Dr. Laurie Rush on "Cultural Property Protection as a Force Multiplier"

Laurie Rush, and Army archaeologist who has directed the In Theater Heritage Training Program for Deploying Personnel has a very interesting piece tin the March-April edition of Military Review, Cultural Property Protection as a Force Multiplier in Stability Operations The piece focuses on the work of the Monuments officers during WWII, but has much to say about the continued importance of heritage protection today. An excerpt:

Few contest the long-term value of cultural property protection during fullspectrum operations. However, one might reasonably question its immediate benefits to Western military personnel facing hostile engagements in today’s complex conflict situations. One immediate response refers to the media battle that is an inevitable part of all modern conflict. Just as the Italians and Germans used propaganda effectively to advance their causes during the African and Italian campaigns, the terrorists and insurgents of today are often on the scene with video cameras. The British monuments program in 1943 began in part as a response to an Italian propaganda effort centering on the ancient Roman city of Cyrenica in Libya. After the ancient site changed hands from the Italians to the British and back to the Italians, the Italian government put together a propaganda campaign with the message that the British had shown no respect for the glory of ancient Rome. The Italians faked damage to the museum, photographed statues under reconstruction and added captions accusing the British of deliberately breaking them, and offered examples of graffiti written in English. The power of these materials was manifest. They helped convince the Italian people that the British had no respect for any element of Italian or Roman history and culture.

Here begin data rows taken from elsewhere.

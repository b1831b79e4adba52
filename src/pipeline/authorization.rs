// Copyright (c) Microsoft Corporation. All rights reserved.
// Licensed under the MIT License.

//! Master-key request signing.
//!
//! Every data-plane request carries an `authorization` header derived from
//! the account master key: an HMAC-SHA256 signature over the request verb,
//! resource type, resource link, and date.

use base64::{engine::general_purpose::STANDARD as BASE64, Engine as _};
use hmac::{Hmac, Mac};
use percent_encoding::{utf8_percent_encode, AsciiSet, NON_ALPHANUMERIC};
use sha2::Sha256;
use time::format_description::BorrowedFormatItem;
use time::macros::format_description;
use time::OffsetDateTime;

use super::ResourceType;

type HmacSha256 = Hmac<Sha256>;

/// RFC 1123 layout required by the `x-ms-date` header.
const HTTP_DATE_FORMAT: &[BorrowedFormatItem<'static>] = format_description!(
    "[weekday repr:short], [day] [month repr:short] [year] [hour]:[minute]:[second] GMT"
);

/// Characters escaped when the finished token is url-encoded.
const TOKEN_ENCODE_SET: &AsciiSet = &NON_ALPHANUMERIC
    .remove(b'-')
    .remove(b'.')
    .remove(b'_')
    .remove(b'~');

pub(crate) fn format_http_date(date: OffsetDateTime) -> Result<String, time::error::Format> {
    date.format(&HTTP_DATE_FORMAT)
}

/// Builds the signature payload. Verb, resource type, and date are signed
/// lowercase; the resource link is case-sensitive.
pub(crate) fn string_to_sign(
    verb: &str,
    resource_type: ResourceType,
    resource_link: &str,
    date: &str,
) -> String {
    format!(
        "{}\n{}\n{}\n{}\n\n",
        verb.to_lowercase(),
        resource_type.auth_name(),
        resource_link,
        date.to_lowercase()
    )
}

/// Produces the url-encoded `type=master&ver=1.0&sig=...` token for one
/// request.
pub(crate) fn primary_key_token(
    key: &[u8],
    verb: &str,
    resource_type: ResourceType,
    resource_link: &str,
    date: &str,
) -> String {
    let mut mac = HmacSha256::new_from_slice(key).expect("HMAC can take key of any size");
    mac.update(string_to_sign(verb, resource_type, resource_link, date).as_bytes());
    let signature = BASE64.encode(mac.finalize().into_bytes());

    let token = format!("type=master&ver=1.0&sig={signature}");
    utf8_percent_encode(&token, TOKEN_ENCODE_SET).to_string()
}

#[cfg(test)]
mod tests {
    use super::*;
    use base64::Engine as _;
    use time::macros::datetime;

    // Sample master key from the REST authorization documentation.
    const KEY: &str =
        "dsZQi3KtZmCv1ljt3VNWNm7sQUF1y5rJfC6kv5JiwvW0EndXdDku/dkKBp8/ufDToSxLzR4y+O/0H/t4bQtVNw==";
    const DATE: &str = "Thu, 27 Apr 2017 00:51:12 GMT";

    fn key_bytes() -> Vec<u8> {
        BASE64.decode(KEY).unwrap()
    }

    #[test]
    fn http_date_uses_rfc_1123_layout() {
        let date = format_http_date(datetime!(2017-04-27 00:51:12 UTC)).unwrap();
        assert_eq!(date, DATE);
    }

    #[test]
    fn payload_lowercases_everything_but_the_link() {
        let payload = string_to_sign("GET", ResourceType::Databases, "dbs/ToDoList", DATE);
        assert_eq!(
            payload,
            "get\ndbs\ndbs/ToDoList\nthu, 27 apr 2017 00:51:12 gmt\n\n"
        );
    }

    #[test]
    fn token_matches_the_documented_signing_vector() {
        let token = primary_key_token(
            &key_bytes(),
            "GET",
            ResourceType::Databases,
            "dbs/ToDoList",
            DATE,
        );
        assert_eq!(
            token,
            "type%3Dmaster%26ver%3D1.0%26sig%3Dc09PEVJrgp2uQRkr934kFbTqhByc7TVr3OHyqlu%2Bc%2Bc%3D"
        );
    }

    #[test]
    fn offer_reads_sign_with_the_offers_resource_type() {
        let token = primary_key_token(&key_bytes(), "GET", ResourceType::Offers, "offers/v8qn", DATE);
        assert_eq!(
            token,
            "type%3Dmaster%26ver%3D1.0%26sig%3DBs45As%2FKKOuGwHMgOW%2BWAMX5gUonsUeMtSv84VvnlxI%3D"
        );
    }

    #[test]
    fn changing_the_verb_changes_the_signature() {
        let get = primary_key_token(&key_bytes(), "GET", ResourceType::Offers, "", DATE);
        let post = primary_key_token(&key_bytes(), "POST", ResourceType::Offers, "", DATE);
        assert_ne!(get, post);
    }
}
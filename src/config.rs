// Copyright (c) Microsoft Corporation. All rights reserved.
// Licensed under the MIT License.

//! Injected run configuration. Nothing in this crate reads credentials or
//! resource names from compile-time constants.

use url::Url;

use crate::constants;

/// Service-principal credentials used to authenticate against the
/// management plane.
#[derive(Clone, Debug)]
pub struct ServicePrincipal {
    pub tenant_id: String,
    pub client_id: String,
    pub client_secret: String,
}

impl ServicePrincipal {
    pub fn new(
        tenant_id: impl Into<String>,
        client_id: impl Into<String>,
        client_secret: impl Into<String>,
    ) -> Self {
        Self {
            tenant_id: tenant_id.into(),
            client_id: client_id.into(),
            client_secret: client_secret.into(),
        }
    }
}

/// Everything one throughput lookup needs: which account, database, and
/// collection to inspect, and how to sign in.
#[derive(Clone, Debug)]
pub struct AppConfig {
    pub account_name: String,
    pub database_name: String,
    pub collection_name: String,
    /// When set, the account lookup only considers this resource group.
    pub resource_group: Option<String>,
    pub subscription_id: String,
    pub credentials: ServicePrincipal,
    pub management_endpoint: Url,
    pub authority: Url,
}

impl AppConfig {
    /// Creates a configuration targeting the Azure global cloud.
    pub fn new(
        account_name: impl Into<String>,
        database_name: impl Into<String>,
        collection_name: impl Into<String>,
        subscription_id: impl Into<String>,
        credentials: ServicePrincipal,
    ) -> Self {
        Self {
            account_name: account_name.into(),
            database_name: database_name.into(),
            collection_name: collection_name.into(),
            resource_group: None,
            subscription_id: subscription_id.into(),
            credentials,
            management_endpoint: Url::parse(constants::AZURE_PUBLIC_CLOUD_MANAGEMENT_ENDPOINT)
                .expect("well-known endpoint is a valid URL"),
            authority: Url::parse(constants::AZURE_PUBLIC_CLOUD_AUTHORITY)
                .expect("well-known endpoint is a valid URL"),
        }
    }

    /// Scopes the account lookup to a single resource group.
    pub fn with_resource_group(mut self, resource_group: impl Into<String>) -> Self {
        self.resource_group = Some(resource_group.into());
        self
    }

    /// Overrides the Resource Manager endpoint.
    pub fn with_management_endpoint(mut self, endpoint: Url) -> Self {
        self.management_endpoint = endpoint;
        self
    }

    /// Overrides the token authority.
    pub fn with_authority(mut self, authority: Url) -> Self {
        self.authority = authority;
        self
    }
}
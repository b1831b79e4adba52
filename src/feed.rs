// Copyright (c) Microsoft Corporation. All rights reserved.
// Licensed under the MIT License.

/// One page of results from a feed read.
#[derive(Clone, Debug)]
pub struct FeedPage<T> {
    items: Vec<T>,
    continuation: Option<String>,
}

impl<T> FeedPage<T> {
    pub(crate) fn new(items: Vec<T>, continuation: Option<String>) -> Self {
        Self {
            items,
            continuation,
        }
    }

    /// The items in this page.
    pub fn items(&self) -> &[T] {
        &self.items
    }

    /// Consumes the page and returns its items.
    pub fn into_items(self) -> Vec<T> {
        self.items
    }

    /// Token addressing the next page, or `None` when the feed is
    /// exhausted.
    pub fn continuation(&self) -> Option<&str> {
        self.continuation.as_deref()
    }
}
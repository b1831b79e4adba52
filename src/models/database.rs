// Copyright (c) Microsoft Corporation. All rights reserved.
// Licensed under the MIT License.

use serde::{Deserialize, Serialize};

use crate::models::SystemProperties;

/// Properties of a Cosmos DB database.
#[derive(Clone, Debug, Default, Deserialize, Serialize)]
pub struct DatabaseProperties {
    /// User-assigned database name.
    pub id: String,

    #[serde(flatten)]
    pub system_properties: SystemProperties,
}
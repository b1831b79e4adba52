// Copyright (c) Microsoft Corporation. All rights reserved.
// Licensed under the MIT License.

//! Locates the offer backing a database or collection and reads the
//! minimum throughput the service allows for it.

use futures::{pin_mut, StreamExt};
use tracing::debug;

use crate::clients::CosmosClient;
use crate::constants;
use crate::error::{Error, Result};
use crate::models::Offer;
use crate::options::FeedOptions;

/// Finds the self-link of the offer governing the collection.
///
/// The offer feed is scanned page by page. A match on the database is
/// remembered as a fallback while the scan continues, so a
/// collection-specific offer still wins wherever it appears in the feed; a
/// match on the collection returns immediately. Exhausting the feed with
/// neither match is a service-side inconsistency, since every database and
/// collection implicitly has an offer.
pub async fn find_offer_link(
    client: &CosmosClient,
    database_name: &str,
    collection_name: &str,
) -> Result<String> {
    let database = client.read_database(database_name).await?.deserialize_body()?;
    let collection = client
        .read_collection(database_name, collection_name)
        .await?
        .deserialize_body()?;

    let database_link = database
        .system_properties
        .self_link
        .expect("service should always return a '_self' link for a database");
    let collection_link = collection
        .system_properties
        .self_link
        .expect("service should always return a '_self' link for a collection");

    let mut database_offer = None;

    let pages = client.offers(
        FeedOptions::builder()
            .max_item_count(constants::DEFAULT_FEED_PAGE_SIZE)
            .build(),
    );
    pin_mut!(pages);

    while let Some(page) = pages.next().await {
        for offer in page?.into_items() {
            if offer.resource_link == database_link {
                database_offer = Some(offer);
                continue;
            }

            if offer.resource_link == collection_link {
                return Ok(offer_self_link(offer));
            }
        }
    }

    if let Some(offer) = database_offer {
        debug!(
            collection_name,
            "collection has no dedicated offer, using the database offer"
        );
        return Ok(offer_self_link(offer));
    }

    Err(Error::OfferNotFound)
}

fn offer_self_link(offer: Offer) -> String {
    offer
        .system_properties
        .self_link
        .expect("service should always return a '_self' link for an offer")
}

/// Reads the minimum allowed throughput for the offer behind `offer_link`.
///
/// The value travels only as a response header on direct offer reads and is
/// parsed as a base-10 integer.
pub async fn read_min_throughput(client: &CosmosClient, offer_link: &str) -> Result<i32> {
    let response = client.read_offer(offer_link).await?;

    let value = response
        .header_str(constants::MIN_THROUGHPUT)
        .ok_or(Error::MissingHeader(constants::MIN_THROUGHPUT))?;

    value.parse().map_err(|source| Error::MalformedHeader {
        header: constants::MIN_THROUGHPUT,
        value: value.to_string(),
        source,
    })
}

The whole piece merits a good read, highly recommended. I wonder if the protection of these sites and objects can be considered an economic, cultural or other ‘multiplier’ as well, extending the arguments and resources we might dedicate to their protection outside of conflict zones as well.

Questions or Comments? Email me at derek.fincham@gmail.com

The Fourth Annual ARCA Conference

We have just returned from Amelia and the first five weeks of the ARCA program in Amelia. Last weekend ARCA held its fourth annual conference, and the event gets better every year, a fact evidenced I think by how many folks returned to Amelia for the conference again this year. The event brings together a diverse set of talents, which is necessary given the challenges facing heritage advocates. These dangers include theft, archaeological looting, the sale of illicit objects in the market, forgery, and destruction during armed conflict. And the challenge of course when one begins a conference is to ask what one little conversation can do in the face of this heritage crime. Our hope is to take the conversation and carry it back to our work. As we know, many of these conversations focus on the Mediterranean, and the return of illicit objects there (and even the claims for more returns).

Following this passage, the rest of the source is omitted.